Historical Renovation

A new book celebrates six generation of women architects

Historical Renovation
Fort York Branch, Toronto Public Library. Designed by Shirley Blumberg for KPMB, 2016. Photo courtesy KPMB.

In 1991, Denise Scott Brown pointedly did not attend the ceremony for the Pritzker Prize, arguably architecture’s top honor, which was being awarded to her business partner and husband Robert Venturi. The jury stuck to its rule about only awarding individual architects, causing a widespread outcry that resurfaced two decades later when Brown claimed, upon receiving another award, “Let’s salute the notion of joint creativity.” A group of young design students organized an online petition that received more than twenty thousand signatures, including those of nine other Pritzker winners. The foundation that oversees the Pritzker has not seen fit to amend its original decision.

This aspect of Brown’s professional story is retold in The Women Who Changed Architecture (Princeton Architectural Press), a hefty and attractively designed volume that presents short sketches of the lives and works of 122 women working in and around architecture. Brown’s titanic achievements, with and without Venturi, certainly changed the direction of the profession. She can be partially credited, too, with the changes wrought by the countless young designers drawn to the field by her creative work and her example. Yet the Pritzker snub represents why, despite great strides made in the field, a book like this remains necessary.

The cover of “The Women Who Changed Architecture” set on a pink background

The lives and careers of the women featured here span nearly a century and a half and six loosely organized generations, which give the book its six-chapter structure. Editor and historian Jan Cigliano Hartman and architect Amale Andraos, together with a team of introductory essayists and thumbnail biographers, have compiled a volume that attempts to rectify two acts of under-representation. First, they aim to rewrite architectural history so that the contributions of women architects, designers, educators, and planners are acknowledged by name. Second, and less explicitly, by surfacing and celebrating these figures, Hartman and Andraos aim to do what Brown does by example: illuminate career paths for young people who identify as part of equity-seeking groups and are considering architecture. The Women Who Changed Architecture is an invitation—to rethink what you know and to rethink what’s possible in the field.

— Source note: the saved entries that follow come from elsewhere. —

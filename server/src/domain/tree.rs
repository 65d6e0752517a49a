//! Span tree reconstruction
//!
//! Turns a flat, unordered span list into an ordered forest. Parent links are
//! resolved once through an id index, cycles are broken, and every node gets a
//! depth and a position on a time axis shared by the whole span set.
//!
//! All passes use explicit stacks so arbitrarily deep chains are safe to build.

use std::collections::HashMap;

use chrono::{DateTime, Utc};
use serde::Serialize;

use crate::data::types::Span;
use crate::utils::time::diff_ms;

/// Lower bound for the forest's total duration, keeps layout ratios finite
pub const MIN_TOTAL_DURATION_MS: f64 = 1.0;

/// A span placed in the tree
#[derive(Debug, Clone, PartialEq, Serialize)]
pub struct TimelineSpan {
    #[serde(flatten)]
    pub span: Span,
    pub depth: usize,
    /// Offset from the earliest start in the span set
    pub start_ms: f64,
    pub duration_ms: f64,
    pub children: Vec<TimelineSpan>,
}

impl TimelineSpan {
    pub fn span_id(&self) -> &str {
        &self.span.span_id
    }

    pub fn end_ms(&self) -> f64 {
        self.start_ms + self.duration_ms
    }

    pub fn has_children(&self) -> bool {
        !self.children.is_empty()
    }
}

#[derive(Debug, Clone, Default, PartialEq, Serialize)]
pub struct SpanForest {
    roots: Vec<TimelineSpan>,
    #[serde(rename = "span_count")]
    len: usize,
    max_depth: usize,
    total_duration_ms: f64,
}

impl SpanForest {
    pub fn roots(&self) -> &[TimelineSpan] {
        &self.roots
    }

    /// Number of nodes across all trees
    pub fn len(&self) -> usize {
        self.len
    }

    pub fn is_empty(&self) -> bool {
        self.len == 0
    }

    pub fn max_depth(&self) -> usize {
        self.max_depth
    }

    /// `max(end) - min(start)` over the whole set, at least 1ms when non-empty
    pub fn total_duration_ms(&self) -> f64 {
        self.total_duration_ms
    }

    pub fn iter_preorder(&self) -> Preorder<'_> {
        Preorder {
            stack: self.roots.iter().rev().collect(),
        }
    }

    pub fn find(&self, span_id: &str) -> Option<&TimelineSpan> {
        self.iter_preorder().find(|node| node.span_id() == span_id)
    }

    /// Chain from the latest-ending root, following the latest-ending child at
    /// each level. Ties keep the earlier node.
    pub fn critical_path(&self) -> Vec<&str> {
        let mut path = Vec::new();
        let mut level = self.roots.as_slice();
        while let Some(node) = latest_ending(level) {
            path.push(node.span_id());
            level = node.children.as_slice();
        }
        path
    }
}

fn latest_ending(nodes: &[TimelineSpan]) -> Option<&TimelineSpan> {
    nodes.iter().fold(None, |best: Option<&TimelineSpan>, node| match best {
        Some(b) if b.end_ms() >= node.end_ms() => Some(b),
        _ => Some(node),
    })
}

/// Pre-order walk; children follow their parent in display order
pub struct Preorder<'a> {
    stack: Vec<&'a TimelineSpan>,
}

impl<'a> Iterator for Preorder<'a> {
    type Item = &'a TimelineSpan;

    fn next(&mut self) -> Option<Self::Item> {
        let node = self.stack.pop()?;
        self.stack.extend(node.children.iter().rev());
        Some(node)
    }
}

#[derive(Clone, Copy, PartialEq)]
enum Visit {
    Fresh,
    OnChain,
    Done,
}

/// Build the span forest. Never fails; malformed links degrade to roots.
pub fn build_span_tree(spans: &[Span]) -> SpanForest {
    // First occurrence of each id wins
    let mut index: HashMap<&str, usize> = HashMap::with_capacity(spans.len());
    let mut kept: Vec<&Span> = Vec::with_capacity(spans.len());
    for span in spans {
        if index.contains_key(span.span_id.as_str()) {
            tracing::debug!(
                span_id = %span.span_id,
                trace_id = %span.trace_id,
                "Dropping duplicate span id"
            );
            continue;
        }
        index.insert(span.span_id.as_str(), kept.len());
        kept.push(span);
    }

    if kept.is_empty() {
        return SpanForest::default();
    }

    let bounds: Vec<Option<(DateTime<Utc>, DateTime<Utc>)>> =
        kept.iter().map(|s| s.bounds()).collect();
    let origin = bounds.iter().flatten().map(|(start, _)| *start).min();

    let timing: Vec<(f64, f64)> = bounds
        .iter()
        .map(|b| match (b, origin) {
            (Some((start, end)), Some(origin)) => (diff_ms(*start, origin), diff_ms(*end, *start)),
            _ => (0.0, 0.0),
        })
        .collect();

    let mut parent: Vec<Option<usize>> = kept
        .iter()
        .enumerate()
        .map(|(i, span)| {
            span.parent_id()
                .and_then(|pid| index.get(pid).copied())
                .filter(|&p| p != i)
        })
        .collect();

    break_cycles(&kept, &mut parent);

    let mut children: Vec<Vec<usize>> = vec![Vec::new(); kept.len()];
    let mut roots: Vec<usize> = Vec::new();
    for (i, p) in parent.iter().enumerate() {
        match p {
            Some(p) => children[*p].push(i),
            None => roots.push(i),
        }
    }

    // Stable: equal offsets keep input order
    let by_start = |a: &usize, b: &usize| timing[*a].0.total_cmp(&timing[*b].0);
    roots.sort_by(by_start);
    for list in &mut children {
        list.sort_by(by_start);
    }

    // Pre-order pass assigns depths
    let mut depth = vec![0usize; kept.len()];
    let mut order: Vec<usize> = Vec::with_capacity(kept.len());
    let mut stack: Vec<usize> = roots.iter().rev().copied().collect();
    while let Some(i) = stack.pop() {
        order.push(i);
        for &c in children[i].iter().rev() {
            depth[c] = depth[i] + 1;
            stack.push(c);
        }
    }

    // Reverse pre-order builds every subtree before its parent
    let mut built: Vec<Option<TimelineSpan>> = vec![None; kept.len()];
    for &i in order.iter().rev() {
        let node_children = children[i]
            .iter()
            .filter_map(|&c| built[c].take())
            .collect();
        let (start_ms, duration_ms) = timing[i];
        built[i] = Some(TimelineSpan {
            span: kept[i].clone(),
            depth: depth[i],
            start_ms,
            duration_ms,
            children: node_children,
        });
    }

    let total_end = timing
        .iter()
        .map(|(start, duration)| start + duration)
        .fold(0.0_f64, f64::max);

    SpanForest {
        roots: roots.iter().filter_map(|&r| built[r].take()).collect(),
        len: kept.len(),
        max_depth: depth.iter().copied().max().unwrap_or(0),
        total_duration_ms: total_end.max(MIN_TOTAL_DURATION_MS),
    }
}

/// Walk each ancestor chain; the span a chain revisits is demoted to root
fn break_cycles(spans: &[&Span], parent: &mut [Option<usize>]) {
    let mut state = vec![Visit::Fresh; parent.len()];
    let mut chain: Vec<usize> = Vec::new();

    for start in 0..parent.len() {
        if state[start] == Visit::Done {
            continue;
        }
        chain.clear();
        let mut current = start;
        loop {
            match state[current] {
                Visit::Done => break,
                Visit::OnChain => {
                    tracing::debug!(
                        span_id = %spans[current].span_id,
                        trace_id = %spans[current].trace_id,
                        "Parent cycle detected, treating span as root"
                    );
                    parent[current] = None;
                    break;
                }
                Visit::Fresh => {
                    state[current] = Visit::OnChain;
                    chain.push(current);
                    match parent[current] {
                        Some(p) => current = p,
                        None => break,
                    }
                }
            }
        }
        for &i in &chain {
            state[i] = Visit::Done;
        }
    }
}

#[cfg(test)]
#[path = "tree_tests.rs"]
mod tests;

Simply by ascribing work to women by name does a great service. I’m a fan of architecture working in adjacent fields and, as such, am familiar with many of the twentieth- and twenty-first century projects included here. But the book taught me with embarrassing regularity how, even when I knew the name of the firm behind a building, I did not know who was primarily responsible for it. By surfacing the pioneering and talented women attached to well-known firms—from those who partnered with Frank Lloyd Wright a century ago to those co-founding active studios like WXY, MVRDV, and KPMBThe Women Who Changed Architecture broadened my appreciation of individual women’s achievements.

The Women Who Changed Architecture is not merely a who’s-who guidebook. It also, ambitiously, attempts to toggle between individual recognition and generational coherence, between biography and history.

But the book is not attempting mere hagiography; it’s not meant as a who’s-who guidebook. It also, ambitiously, attempts to toggle between individual recognition and generational coherence, between biography and history. In moving from one generation to the next, the book’s many authors are attempting to both define each cohort and suggest the progression from one to the next. Late-nineteenth-century “groundbreakers” enable early-twentieth-century figures to “pave new paths” by working at a variety of scales. After a mid-century lull marked by the Great Depression and World War II, a postwar generation “advanced the agenda” by “expand[ing] and redefin[ing]” architecture.

By the 1970s, in concert with a proliferating feminist movement that was “rocking the world,” women architects undercut the lone-genius stereotype to build “highly successful careers based on collaboration and flexibility.” By the fifth and sixth chapters, such overarching structures feel increasingly tenuous: as Julia Gamolina admits, about those “raising the roof” to “redefine what architecture is and can be”: “Writing the introduction to this group of women originally led to the thought that these women do not belong to the same group, or to any group at all.” And it’s true: the authors’ rhetorical and intellectual scaffolding feels more flimsy the closer it marches toward the present.

Children Climbing a Concrete Screen, Higher Secondary School, Chandigarh. Designed by Jane Drew, 1956. Photo courtesy RIBA Collections.

That’s the challenge of all historical writing, of course, and the stories of many of the profiled architects are still being written. But one of the book’s strengths, in its latter half, is the number of interview excerpts woven into the profiles. It’s delightful and instructive to hear Mabel O. Wilson say, “I felt like I was a vampire [at architecture school], like I was looking into this mirror, and I could not see myself.” Or to hear Meg Graham proclaim that, “Architecture is about designing both for the individual and for the collective, creating a kind of space that transcends the individual.”

These insights, alongside the broadening range of women featured in later chapters—educators, activists, and government officials alongside architects—hint at the breadth of the field today. The Women Who Changed Architecture will hopefully contribute to its further redefinition and expansion.